Analysis of HbA1c on Ion Exchange HPLC
When glucose binds at the β N-terminal to form HbA1c the hemoglobin molecule undergoes a conformational change that results in the molecule presenting with an extra negative charge. This means that on ion-exchange chromatography systems it will separate out from normal hemoglobin (HbA0) and from hemoglobin glycated at lysine side chains which often co-elute with HbA0.
With refinement of chromatography methods and instrumentation (HPLC), hemoglobin is routinely separated into a number of peaks such as HbA1a, HbA1b, HbF (foetal Hemoglobin), HbA1c, HbA0, HbA2 and a number of hemoglobin products resulting from reaction with other molecules (glutathione, urea, aspirin etc.).
There are also a number of hemoglobin degradation products which show up with samples that have aged. On some HPLC systems these may co-elute with, or be incompletely separated from, HbA1c. In these cases, the HbA1c value obtained may be reported as higher than it actually is. Fresh blood samples contain a significant amount of labile HbA1c which in some of the earlier analysers is removed by a pre-incubation step. Newer analysers separate the labile form from the stable HbA1c and do not need pre-incubation of the sample.

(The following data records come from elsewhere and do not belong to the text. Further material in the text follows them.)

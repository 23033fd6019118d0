//! The filter-aggregate-rank entry point.

use crate::aggregate::aggregate_ratings;
use crate::criteria::FilterCriteria;
use crate::filter_pipeline::FilterPipeline;
use crate::types::{Candidate, MovieStats, RankedMovie};
use anyhow::Result;
use data_loader::{DataIndex, MovieId};
use std::cmp::Ordering;
use std::collections::HashMap;
use tracing::debug;

/// Filter the catalog, join rating stats, sort and truncate.
///
/// Stages run in a fixed order:
/// 1. genre, title keyword and year filters on the catalog
/// 2. left join with stats aggregated from every rating event
/// 3. minimum average rating and minimum count filters
/// 4. sort by average rating, then rating count, both descending with
///    unrated movies last
/// 5. keep the first `criteria.limit` entries
///
/// An empty result is `Ok(vec![])`. The same inputs always produce the same
/// ordered output: ties on both sort keys keep catalog order.
pub fn rank(index: &DataIndex, criteria: &FilterCriteria) -> Result<Vec<RankedMovie>> {
    let candidates: Vec<Candidate> = index.movies().iter().map(|m| Candidate::new(m.id)).collect();

    let candidates = FilterPipeline::catalog_stage(criteria).apply(candidates, index)?;

    let stats = aggregate_ratings(index.ratings());
    debug!(
        "Aggregated {} ratings into stats for {} movies",
        index.ratings().len(),
        stats.len()
    );
    let candidates = join_stats(candidates, &stats);

    let mut candidates = FilterPipeline::stats_stage(criteria).apply(candidates, index)?;

    candidates.sort_by(compare_candidates);
    candidates.truncate(criteria.limit);

    Ok(candidates
        .iter()
        .filter_map(|candidate| {
            index
                .get_movie(candidate.movie_id)
                .map(|movie| RankedMovie::from_candidate(movie, candidate))
        })
        .collect())
}

/// Attach stats to each candidate; movies without ratings keep `None`.
pub fn join_stats(
    candidates: Vec<Candidate>,
    stats: &HashMap<MovieId, MovieStats>,
) -> Vec<Candidate> {
    candidates
        .into_iter()
        .map(|candidate| Candidate {
            stats: stats.get(&candidate.movie_id).copied(),
            ..candidate
        })
        .collect()
}

/// Ranking order: higher average first, then more ratings, unrated last.
pub fn compare_candidates(a: &Candidate, b: &Candidate) -> Ordering {
    descending_none_last(a.avg_rating(), b.avg_rating())
        .then_with(|| descending_none_last(a.rating_count(), b.rating_count()))
}

fn descending_none_last<T: PartialOrd>(a: Option<T>, b: Option<T>) -> Ordering {
    match (a, b) {
        (Some(a), Some(b)) => b.partial_cmp(&a).unwrap_or(Ordering::Equal),
        (Some(_), None) => Ordering::Less,
        (None, Some(_)) => Ordering::Greater,
        (None, None) => Ordering::Equal,
    }
}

Platforms that use ion exchange HPLC include BioRad D-10, Diastat, Variant, Variant II and Variant Turbo; TOSOH 2.2 Plus, G7, G8, Menarini Arkray Adams HA 8160. The integrity of a HbA1c control is more critical with these methods because any degradation can result in the increase of interfering peaks that may co-elute (and co-integrate) with HbA1c. For this reason, the useable reconstituted or open vial times for these methods may be less than for an Immuno Assay procedure.